Published multiple papers on causal model transformations and abstractions (UAI 2017 & 2021). Argued that common interpretation of actions as interventions renders causal model predictions circular and thus non-falsifiable (2025). Made the case for time in causal graphs (2025). Revealed how common causal discovery benchmarks may be gamed and fail to capture meaningful progress (NeurIPS 2021 & 2023). Developed 'gadjid' for evaluating learned causal graphs (UAI 2024) and 'CIfly' for fast algorithm development in graphical causal inference (2025).
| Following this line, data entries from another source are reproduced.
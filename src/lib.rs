//! stc: native compiler driver for a statically typed TypeScript subset.
//!
//! The front end hands over a type-checked AST as a JSON document; this
//! crate compiles it with `stc-cranelift` and links the object with the
//! system C compiler.

pub mod config;
pub mod error;
pub mod linker;
pub mod pipeline;
pub mod runtime;

pub use config::Config;
pub use error::{Error, Result};
pub use pipeline::{BuildArtifacts, BuildOptions, build};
Succeeded in the NeurIPS Causality 4 Climate competition (PMLR 2020).
Research Experience
Currently a faculty member in the Department of Mathematical Sciences at the University of Copenhagen, part of the Copenhagen Causality Lab (CoCaLa), and co-lead for causality at the Pioneer Centre for AI (P1). Participated in and succeeded in the NeurIPS Causality 4 Climate competition. Developed 'gadjid' for evaluating learned causal graphs via adjustment identification distances and 'CIfly' for fast algorithm development in graphical causal inference.
Education
PhD: ETH Zurich and Max Planck Institute for Intelligent Systems; Postdoc: University of Copenhagen
Background
Research interests include the foundations of causal modeling and its practical applications. Aims to understand and resolve what holds causal modeling back in practice by clarifying its foundations (specifying what is being modeled, how it can be tested, which metrics reflect progress) and by prioritizing ready-to-use implementations. Works with a relentlessly curious group and inspiring collaborators.
Miscellany
Serves on the fellowship evaluation committee of the Danish Data Science Academy (DDSA).